- New finance minister promises tough measures to win back trust
- Meirelles plans to chose new central banker over the weekend
Brazil must rein in on public spending, bring down debt levels and propose realistic fiscal targets to win back investor trust, Finance Minister Henrique Meirelles said Friday.
Meirelles, who on Thursday took over as finance minister in Acting President Michel Temer’s new cabinet with the task of reviving Latin America’s largest economy, said he would take tough measures to stabilize debt levels and didn’t rule out raising taxes.
“The country is waiting for a change in the course of the economy,” he told reporters in Brasilia. “There’s been a whole cycle of deterioration in the economy.
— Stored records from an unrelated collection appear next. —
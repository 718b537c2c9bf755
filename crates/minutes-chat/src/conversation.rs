//! Conversation as a list of answered exchanges plus one optional pending
//! question.
//!
//! A question only becomes part of the history together with its answer, so
//! the displayed turns can never hold an unanswered question once the pending
//! one settles.

use minutes_core::Turn;

use crate::state::{AskOutcome, AskState};

/// Identifies one pending question.
///
/// Commits and rollbacks carrying a ticket from before a [`clear`] or from an
/// earlier question are ignored.
///
/// [`clear`]: Conversation::clear
#[derive(Debug, Clone, Copy, PartialEq, Eq)]
pub struct AskTicket(u64);

/// A question paired with its answer.
#[derive(Debug, Clone, PartialEq, Eq)]
pub struct Exchange {
    pub question: String,
    pub answer: String,
    /// Titles of the meetings the answer was drawn from, in server order.
    pub sources: Vec<String>,
}

impl Exchange {
    /// The user turn followed by the assistant turn.
    pub fn turns(&self) -> [Turn; 2] {
        [
            Turn::user(self.question.clone()),
            Turn::assistant(self.answer.clone(), self.sources.clone()),
        ]
    }
}

#[derive(Debug, Clone)]
struct PendingQuestion {
    ticket: AskTicket,
    question: String,
}

/// In-memory conversation. Not persisted.
#[derive(Debug, Clone, Default)]
pub struct Conversation {
    exchanges: Vec<Exchange>,
    pending: Option<PendingQuestion>,
    next_ticket: u64,
}

impl Conversation {
    pub fn new() -> Self {
        Self::default()
    }

    pub fn state(&self) -> AskState {
        if self.pending.is_some() {
            AskState::Pending
        } else {
            AskState::Idle
        }
    }

    pub fn is_pending(&self) -> bool {
        self.pending.is_some()
    }

    pub fn pending_question(&self) -> Option<&str> {
        self.pending.as_ref().map(|p| p.question.as_str())
    }

    /// Answered exchanges in the order they were asked.
    pub fn exchanges(&self) -> &[Exchange] {
        &self.exchanges
    }

    pub fn is_empty(&self) -> bool {
        self.exchanges.is_empty() && self.pending.is_none()
    }

    /// Show `question` as pending. Returns `None` if a question is already
    /// pending.
    pub fn begin(&mut self, question: impl Into<String>) -> Option<AskTicket> {
        if !self.state().can_transition_to(&AskState::Pending) {
            return None;
        }
        let ticket = AskTicket(self.next_ticket);
        self.next_ticket += 1;
        self.pending = Some(PendingQuestion {
            ticket,
            question: question.into(),
        });
        tracing::debug!("Ask state: {} -> {}", AskState::Idle, AskState::Pending);
        Some(ticket)
    }

    /// Pair the pending question with its answer and append the exchange.
    pub fn commit(
        &mut self,
        ticket: AskTicket,
        answer: impl Into<String>,
        sources: Vec<String>,
    ) -> Option<Exchange> {
        let pending = self.settle(ticket, AskOutcome::Committed)?;
        let exchange = Exchange {
            question: pending.question,
            answer: answer.into(),
            sources,
        };
        self.exchanges.push(exchange.clone());
        Some(exchange)
    }

    /// Drop the pending question. Returns its text.
    pub fn rollback(&mut self, ticket: AskTicket) -> Option<String> {
        self.settle(ticket, AskOutcome::RolledBack)
            .map(|pending| pending.question)
    }

    /// Forget every exchange and any pending question.
    pub fn clear(&mut self) {
        self.exchanges.clear();
        self.pending = None;
    }

    /// Turns for display: each exchange as a user/assistant pair, then the
    /// pending question, if any, as a lone user turn.
    pub fn turns(&self) -> Vec<Turn> {
        let mut turns: Vec<Turn> = self
            .exchanges
            .iter()
            .flat_map(|exchange| exchange.turns())
            .collect();
        if let Some(pending) = &self.pending {
            turns.push(Turn::user(pending.question.clone()));
        }
        turns
    }

    /// Plain-text export of the answered exchanges.
    pub fn transcript(&self) -> String {
        let mut out = String::new();
        for (i, exchange) in self.exchanges.iter().enumerate() {
            if i > 0 {
                out.push('\n');
            }
            out.push_str(&format!("You: {}\n", exchange.question));
            out.push_str(&format!("Assistant: {}\n", exchange.answer));
            if !exchange.sources.is_empty() {
                out.push_str(&format!("Sources: {}\n", exchange.sources.join(", ")));
            }
        }
        out
    }

    fn settle(&mut self, ticket: AskTicket, outcome: AskOutcome) -> Option<PendingQuestion> {
        match &self.pending {
            Some(pending) if pending.ticket == ticket => {}
            _ => {
                tracing::debug!(%outcome, "Ignoring stale ask ticket");
                return None;
            }
        }
        tracing::debug!(
            "Ask state: {} -> {} ({})",
            AskState::Pending,
            AskState::Idle,
            outcome
        );
        self.pending.take()
    }
}
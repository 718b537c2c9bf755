//! `minutes` binary - composition root.
//!
//! 1. Load configuration from TOML
//! 2. Initialize tracing
//! 3. Build the API client and the file-backed session
//! 4. Restore the session from the stored credential
//! 5. Run the requested command

mod cli;
mod commands;

use std::path::Path;
use std::sync::Arc;
use std::time::Duration;

use clap::Parser;

use minutes_api::ApiClient;
use minutes_core::{MinutesConfig, MinutesError};
use minutes_session::{FileCredentialStore, SessionManager};

use crate::cli::CliArgs;
use crate::commands::App;

/// Load the config file if present. A broken file falls back to defaults;
/// the error is returned so it can be logged once tracing is up.
fn load_config(path: &Path) -> (MinutesConfig, Option<MinutesError>) {
    if !path.exists() {
        return (MinutesConfig::default(), None);
    }
    match MinutesConfig::load(path) {
        Ok(config) => (config, None),
        Err(e) => (MinutesConfig::default(), Some(e)),
    }
}

#[tokio::main]
async fn main() -> anyhow::Result<()> {
    let args = CliArgs::parse();

    // Configuration.
    let config_file = args.resolve_config_path();
    let (config, config_error) = load_config(&config_file);

    // Tracing. RUST_LOG wins over the configured level.
    let log_level = args.resolve_log_level(&config.general.log_level);
    tracing_subscriber::fmt()
        .with_writer(std::io::stderr)
        .with_env_filter(
            tracing_subscriber::EnvFilter::try_from_default_env()
                .unwrap_or_else(|_| tracing_subscriber::EnvFilter::new(&log_level)),
        )
        .init();

    match config_error {
        Some(e) => tracing::warn!(
            path = %config_file.display(),
            error = %e,
            "Invalid config file; using defaults"
        ),
        None => tracing::debug!(path = %config_file.display(), "Configuration loaded"),
    }

    // API client.
    let base_url = args.resolve_server(&config.server.base_url);
    let timeout = match config.server.request_timeout_secs {
        0 => None,
        secs => Some(Duration::from_secs(secs)),
    };
    let api = ApiClient::with_timeout(&base_url, timeout)?;
    tracing::debug!(base_url = %api.base_url(), "API client ready");

    // Session.
    let credential_path = config.session.resolved_credential_path();
    let store = Arc::new(FileCredentialStore::new(credential_path));
    let session = Arc::new(SessionManager::new(api.clone(), store));
    session.initialize().await;

    App { session, api }.run(args.command).await
}
//! Meeting submission input and its client-side validation.

use chrono::NaiveDate;
use serde::Serialize;

use crate::error::ApiError;

/// Where the meeting content comes from.
#[derive(Debug, Clone, PartialEq, Eq)]
pub enum MeetingSource {
    /// Raw transcript text.
    Text(String),
    /// URL of a recording or document the server fetches.
    Link(String),
    /// Path of a file on the server's filesystem.
    File(String),
}

/// A meeting to submit for task extraction.
#[derive(Debug, Clone, PartialEq, Eq)]
pub struct MeetingInput {
    pub source: MeetingSource,
    pub title: Option<String>,
    pub meeting_date: Option<NaiveDate>,
}

/// Wire body of `POST /api/meetings/process`.
#[derive(Debug, Serialize, PartialEq, Eq)]
pub(crate) struct ProcessBody<'a> {
    #[serde(skip_serializing_if = "Option::is_none")]
    pub transcript: Option<&'a str>,
    #[serde(skip_serializing_if = "Option::is_none")]
    pub file_url: Option<&'a str>,
    #[serde(skip_serializing_if = "Option::is_none")]
    pub file_path: Option<&'a str>,
    #[serde(skip_serializing_if = "Option::is_none")]
    pub title: Option<&'a str>,
    #[serde(skip_serializing_if = "Option::is_none")]
    pub meeting_date: Option<NaiveDate>,
}

impl MeetingInput {
    pub fn new(source: MeetingSource) -> Self {
        Self {
            source,
            title: None,
            meeting_date: None,
        }
    }

    pub fn with_title(mut self, title: impl Into<String>) -> Self {
        self.title = Some(title.into());
        self
    }

    pub fn with_date(mut self, date: NaiveDate) -> Self {
        self.meeting_date = Some(date);
        self
    }

    /// Check the input before anything is sent.
    ///
    /// The source must be non-blank. Text transcripts carry no metadata of
    /// their own, so they also need a title and a date.
    pub fn validate(&self) -> Result<(), ApiError> {
        let content = match &self.source {
            MeetingSource::Text(s) | MeetingSource::Link(s) | MeetingSource::File(s) => s,
        };
        if content.trim().is_empty() {
            return Err(ApiError::InvalidInput(
                "Meeting input cannot be empty".to_string(),
            ));
        }
        if let MeetingSource::Text(_) = self.source {
            let has_title = self.title.as_deref().is_some_and(|t| !t.trim().is_empty());
            if !has_title || self.meeting_date.is_none() {
                return Err(ApiError::InvalidInput(
                    "Title and Date are required for text transcripts.".to_string(),
                ));
            }
        }
        Ok(())
    }

    pub(crate) fn body(&self) -> ProcessBody<'_> {
        let (transcript, file_url, file_path) = match &self.source {
            MeetingSource::Text(s) => (Some(s.as_str()), None, None),
            MeetingSource::Link(s) => (None, Some(s.as_str()), None),
            MeetingSource::File(s) => (None, None, Some(s.as_str())),
        };
        ProcessBody {
            transcript,
            file_url,
            file_path,
            title: self.title.as_deref().filter(|t| !t.trim().is_empty()),
            meeting_date: self.meeting_date,
        }
    }
}
//! Error types for session operations.

use minutes_core::MinutesError;

/// Errors surfaced by `login` and `register`.
///
/// `initialize` and `logout` never fail; rejected or unreadable credentials
/// end in the anonymous state instead.
#[derive(Debug, thiserror::Error)]
pub enum SessionError {
    /// The backend refused the request or could not be reached. Carries the
    /// message to show the user.
    #[error("{0}")]
    RequestFailed(String),
    #[error("credential storage error: {0}")]
    Storage(String),
}

impl From<MinutesError> for SessionError {
    fn from(err: MinutesError) -> Self {
        SessionError::Storage(err.to_string())
    }
}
We need to signal a reversal of this process.”
Brazil’s fiscal deficit this year is likely higher than the 96 billion reais ($27.5 billion) targeted by the previous government, Meirelles said, adding that he is trying to get a hold of the situation inherited from President Dilma Rousseff. Concrete measures will only be announced after that, he said.
Limiting public spending will help policy makers fight inflation, said Meirelles. “I’m sure inflation will stabilize and converge to the government target,” he said.
The former president of BankBoston Corp., who served also as the president of Brazil’s central bank between 2003 and 2011, said he didn’t rule out temporarily increasing or introducing new taxes, such as a controversial contribution on financial transactions known as CPMF. Rousseff was trying to push the CPMF through Congress before she was removed from office.
“If a tax is needed it will be imposed but only temporarily because our target is to reduce tax levels as a percentage of GDP,” he said.
Meirelles also called for a reform in labor laws and in the country’s pension system, including changes in the minimum age for retirement. Changes will be negotiated and announced when there is enough consensus for their approval, he said.
Meirelles said he will announce on Monday the members of his economic team, including the head of the central bank currently presided by Alexandre Tombini. He didn’t want to confirm whether Tombini will be replaced or not. Two of Temer’s aides said on Thursday the top contender for the job is Ilan Goldfajn, chief economist at Itau Unibanco Holding SA, Brazil’s biggest bank by market value.
Meirelles said the government will send Congress a bill ensuring the continuity of “all work conditions” currently enjoyed by the central bank president, including the privilege of being tried only by the Supreme Court. That privilege would be extended to all central bank directors, he added.